In the past, Health Spending Account claims were exempt from taxes. This still holds true for most provincial governments. Unfortunately, Ontario applies unique provincial taxes to the HSA product.
Their provincial government charges taxes on Health Spending Accounts and “insurance premiums” in various ways:
There is a 2% special Premium tax and 8% RST on the claimed amount. A 13% HST is also charged on the administration fee amount.
Example of a $1,000 claim in Ontario
The claims are based off Olympia Benefits products. For more info, visit the pricing page.

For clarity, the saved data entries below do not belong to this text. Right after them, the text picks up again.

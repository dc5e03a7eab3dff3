//! annoscope — concept-set document search over an annotated knowledge base.
//!
//! The search engine itself lives in `annoscope-core`; retrieval adapters in
//! `annoscope-retrieval`. This crate wires them together ([`app`]) and exposes
//! the HTTP surface ([`server`]) so integration tests can drive the router
//! directly.
//!
//! # Architecture
//!
//! ```text
//! HTTP / CLI ──► ConceptSearch ──► dispatcher ──► RetrievalClient (snapshot, timeout)
//!                     │
//!                     └──► CatalogCell ──► autocomplete
//! ```

pub mod app;
pub mod server;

Olympia HSA Deluxe / Plus / Basic
Premium tax: 2% of $1000 ($20)
RST: 8% of $1000 ($80)
No HST because these specific plans charge no administration fee
Claim Total: $1,100
Olympia HSA Group
If you choose a plan with an administration fee on claims, here’s how taxes would be charged:
[A] Claim: $1,000
[B] Olympia 8% administration fee: $80
[C] Subtotal: $1,080
[D] 2% Premium Tax on [C:] $21.60
[E] 13% HST on [B]: $10.40
[F] 8% RST on [A]: $80
[F] A+B+D+E = F = $1,192.00 = Claim Total
These tax calculations are built into Olympia's platform when residents from Ontario make a claim. The taxes collected by Olympia go to the government. It is important you choose a provider who does this for you or are aware and pay for the taxes yourself.
Are unincorporated businesses eligible for a Health Spending Account?
The second key rule about Health Spending Accounts that many do not know is regarding sole proprietors. Unincorporated Businesses are not eligible for an HSA unless they have at least one arm's length employee. If a sole proprietor with an existing HSA terminates their arm’s length employees, they must close the plan as it is no longer valid. On the other hand, incorporated businesses are eligible regardless of the employee count (eligible even if it is operated by only the owner).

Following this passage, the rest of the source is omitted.